● MATERIAL TO PROCESS:
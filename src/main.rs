//! xcomp-capture - Main entry point
//!
//! Lists windows and drives capture sessions from the command line.

mod args;

use args::{Args, Command};
use clap::Parser;
use log::{debug, error, info, trace, warn};
use std::thread;
use std::time::{Duration, Instant};
use xcomp_capture::capture::{CaptureError, CaptureSession, WindowId, X11Backend};
use xcomp_capture::config::{CaptureConfig, Config};
use xcomp_capture::windows::list_windows;

fn main() -> Result<(), Box<dyn std::error::Error>> {
    // Parse command line arguments
    let args = Args::parse();

    // Logging is configured from the file, so load it first and report later
    let loaded = args.load_config();
    let mut config = match loaded {
        Ok(ref cfg) => cfg.clone(),
        Err(_) => Config::default(),
    };

    let log_level = if args.verbose {
        "debug".to_string()
    } else {
        config.logging.level.clone()
    };
    env_logger::Builder::new()
        .parse_filters(&std::env::var("XCOMP_LOG").unwrap_or(log_level))
        .init();

    debug!("xcomp-capture v{}", env!("CARGO_PKG_VERSION"));
    match loaded {
        Ok(_) => debug!("Loaded configuration from {:?}", args.config),
        Err(e) => warn!("Failed to load config: {}, using defaults", e),
    }

    // Apply command line overrides
    if let Some(ref display) = args.display {
        config.display.name = Some(display.clone());
    }
    if let Command::Capture {
        frames,
        interval_ms,
        reopen_on_resize,
        ..
    } = args.command
    {
        if let Some(frames) = frames {
            config.capture.max_frames = frames;
        }
        if let Some(interval_ms) = interval_ms {
            config.capture.interval_ms = interval_ms;
        }
        if reopen_on_resize {
            config.capture.reopen_on_resize = true;
        }
    }

    if let Err(e) = config.validate() {
        error!("Invalid configuration: {}", e);
        return Err(e);
    }

    let display = config.display.name.as_deref();
    match args.command {
        Command::List { json } => run_list(display, json),
        Command::Info { window } => run_info(display, window),
        Command::Capture { window, .. } => run_capture(display, window, &config.capture),
    }
}

fn run_list(display: Option<&str>, json: bool) -> Result<(), Box<dyn std::error::Error>> {
    let backend = X11Backend::connect(display)?;
    let windows = list_windows(&backend)?;

    if json {
        println!("{}", serde_json::to_string_pretty(&windows)?);
    } else if windows.is_empty() {
        println!("No windows found.");
    } else {
        for info in &windows {
            println!("0x{:08x}  {}", info.window, info.title);
        }
    }
    Ok(())
}

fn run_info(display: Option<&str>, window: WindowId) -> Result<(), Box<dyn std::error::Error>> {
    let mut session: CaptureSession<X11Backend> = CaptureSession::new();
    session.open(display, window)?;

    if let (Some(resolved), Some((width, height)), Some(stride), Some(format)) = (
        session.resolved_window(),
        session.dimensions(),
        session.stride(),
        session.pixel_format(),
    ) {
        println!("window:     0x{:x}", window);
        println!("content:    0x{:x}", resolved);
        println!("size:       {}x{}", width, height);
        println!("stride:     {} bytes", stride);
        println!("buffer:     {} bytes", stride * height as usize);
        println!("depth:      {} ({} bits per pixel)", format.depth, format.bits_per_pixel);
        println!("visual:     0x{:x}", format.visual);
        println!(
            "masks:      r=0x{:06x} g=0x{:06x} b=0x{:06x} ({:?})",
            format.red_mask, format.green_mask, format.blue_mask, format.byte_order
        );
    }

    session.close();
    Ok(())
}

fn run_capture(
    display: Option<&str>,
    window: WindowId,
    config: &CaptureConfig,
) -> Result<(), Box<dyn std::error::Error>> {
    let mut session: CaptureSession<X11Backend> = CaptureSession::new();
    session.open(display, window)?;

    let interval = Duration::from_millis(config.interval_ms);
    let mut last_digest = None;
    let mut frames = 0u64;

    loop {
        let started = Instant::now();

        match session.refresh() {
            Ok(()) => {
                frames += 1;
                if let Some(frame) = session.buffer() {
                    let digest = frame.digest();
                    if last_digest != Some(digest) {
                        info!("Frame {}: {} changed (digest {:016x})", frames, frame, digest);
                        last_digest = Some(digest);
                    } else {
                        trace!("Frame {}: unchanged", frames);
                    }
                }
            }
            Err(CaptureError::GeometryMismatch { expected, actual }) if config.reopen_on_resize => {
                info!(
                    "Window resized from {}x{} to {}x{}, reopening capture",
                    expected.0, expected.1, actual.0, actual.1
                );
                session.close();
                session.open(display, window)?;
                last_digest = None;
                continue;
            }
            Err(e) => {
                error!("Refresh failed after {} frames: {}", frames, e);
                session.close();
                return Err(e.into());
            }
        }

        if config.max_frames > 0 && frames >= config.max_frames {
            break;
        }

        let elapsed = started.elapsed();
        if elapsed < interval {
            thread::sleep(interval - elapsed);
        }
    }

    if let Some(stats) = session.stats() {
        info!(
            "Captured {} frames, average refresh {} us, {} failed",
            stats.total_refreshes,
            stats.average_refresh_time_us(),
            stats.failed_refreshes
        );
    }
    session.close();
    Ok(())
}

● WORK TO BE COMPLETED: Report how many lines in these entries contain "expected". Answer with the number only.

● EXERCISE ANSWER: 2